%%

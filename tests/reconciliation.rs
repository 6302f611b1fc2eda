//! End-to-end reconciliation against an in-memory document store

use chrono::{TimeZone, Utc};
use indexmap::IndexMap;
use std::collections::HashSet;
use std::sync::Mutex;

use dumpsync::config::SyncConfig;
use dumpsync::pipeline::ReconcileJob;
use dumpsync::reconcile::{CredentialHasher, HashedCredential};
use dumpsync::roster::{Roster, RosterGrid};
use dumpsync::store::{DocumentStore, DOC_ID_FIELD};
use dumpsync::{FieldValue, PipelineError, Record, StoreError};

const DUMP: &str = r#"
CREATE TABLE `tbl_employee` (
  `id` int(11) NOT NULL AUTO_INCREMENT,
  `firstname` varchar(50) DEFAULT NULL,
  `lastname` varchar(50) DEFAULT NULL,
  `nickname` varchar(50) DEFAULT NULL,
  `position_id` int(11) DEFAULT NULL,
  `estatus` int(1) DEFAULT NULL,
  PRIMARY KEY (`id`)
) ENGINE=InnoDB DEFAULT CHARSET=latin1;
INSERT INTO `tbl_employee` VALUES (1,'Juan','Dela Cruz','Jun',3,1),(2,'Maria','Santos',NULL,4,0),(3,'Maria','Santos','Mia',4,1),(4,'Pedro','Reyes','',2,1);
"#;

const ROSTER: &str = "\
Employee ID,Nickname,First Name,Last Name,Password,Contact Number,Position,Email
1.0,Jun,Juan,Dela Cruz,1234,09171234567,Branch Manager,JUAN@example.com
,,Maria,Santos,,,Collector,
,,Nobody,Known,,,Driver,
";

#[derive(Default)]
struct MemoryStore {
    collections: Mutex<IndexMap<String, IndexMap<String, Record>>>,
    writes: Mutex<Vec<String>>,
    failing_ids: HashSet<String>,
}

impl MemoryStore {
    fn insert(&self, collection: &str, id: &str, record: Record) {
        self.collections
            .lock()
            .unwrap()
            .entry(collection.to_string())
            .or_default()
            .insert(id.to_string(), record);
    }

    fn get(&self, collection: &str, id: &str) -> Option<Record> {
        self.collections.lock().unwrap().get(collection)?.get(id).cloned()
    }

    fn writes(&self) -> Vec<String> {
        self.writes.lock().unwrap().clone()
    }
}

impl DocumentStore for MemoryStore {
    async fn fetch_collection(&self, collection: &str) -> Result<Vec<Record>, StoreError> {
        let collections = self.collections.lock().unwrap();
        let Some(docs) = collections.get(collection) else {
            return Ok(Vec::new());
        };
        Ok(docs
            .iter()
            .map(|(id, doc)| {
                let mut doc = doc.clone();
                doc.insert(DOC_ID_FIELD.to_string(), FieldValue::from(id.as_str()));
                doc
            })
            .collect())
    }

    async fn upsert(&self, collection: &str, id: &str, fields: &Record) -> Result<(), StoreError> {
        if self.failing_ids.contains(id) {
            return Err(StoreError::Status {
                status: 403,
                message: "Missing or insufficient permissions.".to_string(),
            });
        }
        assert!(!fields.contains_key(DOC_ID_FIELD));
        let mut collections = self.collections.lock().unwrap();
        let doc = collections
            .entry(collection.to_string())
            .or_default()
            .entry(id.to_string())
            .or_default();
        for (name, value) in fields {
            doc.insert(name.clone(), value.clone());
        }
        self.writes.lock().unwrap().push(id.to_string());
        Ok(())
    }
}

fn record(pairs: &[(&str, FieldValue)]) -> Record {
    pairs.iter().map(|(k, v)| (k.to_string(), v.clone())).collect()
}

fn roster(text: &str) -> Roster {
    Roster::from_grid(&RosterGrid::from_csv_reader(text.as_bytes()).unwrap()).unwrap()
}

fn job() -> ReconcileJob {
    ReconcileJob::new(&SyncConfig::default()).with_hasher(CredentialHasher::with_iterations(2))
}

fn seeded_store() -> MemoryStore {
    let store = MemoryStore::default();
    store.insert(
        "tbl_employee",
        "1",
        record(&[
            ("id", FieldValue::Int(1)),
            ("username", FieldValue::from("jun")),
            ("app_theme", FieldValue::from("dark")),
        ]),
    );
    store.insert(
        "tbl_employee",
        "900",
        record(&[
            ("id", FieldValue::Int(900)),
            ("firstname", FieldValue::from("Ghost")),
            ("marga_active", FieldValue::Bool(true)),
            ("marga_role", FieldValue::from("owner")),
        ]),
    );
    store.insert(
        "tbl_employee",
        "legacy-abc",
        record(&[("firstname", FieldValue::from("No id"))]),
    );
    store.insert(
        "marga_role_permissions",
        "collection",
        record(&[("allowed_modules", FieldValue::from("collections, customers"))]),
    );
    store
}

fn now() -> chrono::DateTime<Utc> {
    Utc.with_ymd_and_hms(2026, 2, 18, 9, 30, 0).unwrap()
}

#[tokio::test]
async fn test_full_run_writes_one_document_per_id() {
    let store = seeded_store();
    let run = job()
        .run_at(&store, DUMP, &roster(ROSTER), "Final Marga Users.csv", now())
        .await
        .unwrap();
    let report = &run.report;

    assert_eq!(store.writes(), vec!["1", "2", "3", "4", "900"]);
    assert_eq!(report.written, 5);
    assert!(report.succeeded());
    assert_eq!(report.dump.rows, 4);
    assert_eq!(report.tally.store_docs, 3);
    assert_eq!(report.tally.store_docs_without_id, 1);
    assert_eq!(report.tally.store_only_docs, 1);
    assert_eq!(report.tally.matched, 2);
    assert_eq!(report.tally.active, 2);
    assert_eq!(report.tally.inactive, 3);
    assert_eq!(report.unmatched.len(), 1);
    assert_eq!(report.unmatched[0].row, 4);
    assert_eq!(report.unmatched[0].name, "Nobody Known");

    let juan = store.get("tbl_employee", "1").unwrap();
    assert_eq!(juan["marga_active"], FieldValue::Bool(true));
    assert_eq!(juan["marga_role"], FieldValue::from("admin"));
    assert_eq!(juan["username"], FieldValue::from("juan"));
    assert_eq!(juan["email"], FieldValue::from("juan@example.com"));
    assert_eq!(juan["app_theme"], FieldValue::from("dark"));
    assert_eq!(juan["marga_source_file"], FieldValue::from("Final Marga Users.csv"));
    assert_eq!(juan["marga_updated_at"], FieldValue::from("2026-02-18T09:30:00.000000+00:00"));
    assert!(HashedCredential::from_record(&juan).unwrap().verify("1234"));

    // Two Maria Santos rows; the one with estatus 1 wins.
    let maria = store.get("tbl_employee", "3").unwrap();
    assert_eq!(maria["marga_active"], FieldValue::Bool(true));
    assert_eq!(maria["marga_role"], FieldValue::from("collection"));
    assert_eq!(
        maria["marga_allowed_modules"],
        FieldValue::from(vec!["collections".to_string(), "customers".to_string()])
    );
    assert_eq!(maria["username"], FieldValue::from("maria.santos"));
    assert_eq!(
        store.get("tbl_employee", "2").unwrap()["marga_active"],
        FieldValue::Bool(false)
    );

    let ghost = store.get("tbl_employee", "900").unwrap();
    assert_eq!(ghost["marga_active"], FieldValue::Bool(false));
    assert_eq!(ghost["marga_role"], FieldValue::from("viewer"));

    let untouched = store.get("tbl_employee", "legacy-abc").unwrap();
    assert_eq!(untouched.len(), 1);
}

#[tokio::test]
async fn test_dry_run_writes_nothing() {
    let store = seeded_store();
    let run = job()
        .dry_run(true)
        .run_at(&store, DUMP, &roster(ROSTER), "roster.csv", now())
        .await
        .unwrap();

    assert!(store.writes().is_empty());
    assert_eq!(run.report.written, 0);
    assert!(run.report.dry_run);
    assert_eq!(run.documents.len(), 5);
    assert_eq!(
        store.get("tbl_employee", "900").unwrap()["marga_active"],
        FieldValue::Bool(true)
    );
}

#[tokio::test]
async fn test_upsert_failures_do_not_stop_the_run() {
    let mut store = seeded_store();
    store.failing_ids.insert("2".to_string());

    let run = job()
        .run_at(&store, DUMP, &roster(ROSTER), "roster.csv", now())
        .await
        .unwrap();

    assert_eq!(store.writes(), vec!["1", "3", "4", "900"]);
    assert_eq!(run.report.written, 4);
    assert_eq!(run.report.failures.len(), 1);
    assert_eq!(run.report.failures[0].id, 2);
    assert!(run.report.failures[0].reason.contains("403"));
    assert!(!run.report.succeeded());
}

#[tokio::test]
async fn test_missing_employee_table_is_fatal() {
    let store = seeded_store();
    let err = job()
        .run_at(&store, "-- empty dump\n", &roster(ROSTER), "roster.csv", now())
        .await
        .unwrap_err();

    assert!(matches!(err, PipelineError::EmptyTable(ref table) if table == "tbl_employee"));
    assert!(store.writes().is_empty());
}

#[tokio::test]
async fn test_second_run_is_idempotent() {
    let roster_text = "\
Employee ID,Nickname,First Name,Last Name,Position
4,,Pedro,Reyes,Field Technician
,Jun,Juan,Dela Cruz,HR Officer
";
    let store = seeded_store();
    let first = job()
        .run_at(&store, DUMP, &roster(roster_text), "roster.csv", now())
        .await
        .unwrap();
    let second = job()
        .run_at(&store, DUMP, &roster(roster_text), "roster.csv", now())
        .await
        .unwrap();

    assert_eq!(first.documents, second.documents);
    assert_eq!(second.report.tally.active, 2);

    let juan = store.get("tbl_employee", "1").unwrap();
    assert_eq!(juan["marga_role"], FieldValue::from("hr"));
    assert_eq!(juan["username"], FieldValue::from("jun"));
}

%%

* [TASK GOAL]: When a line among the entries contains "Users", pull that line out.

* [SOLVED PROBLEM]:
        .run_at(&store, DUMP, &roster(ROSTER), "Final Marga Users.csv", now())
    assert_eq!(juan["marga_source_file"], FieldValue::from("Final Marga Users.csv"));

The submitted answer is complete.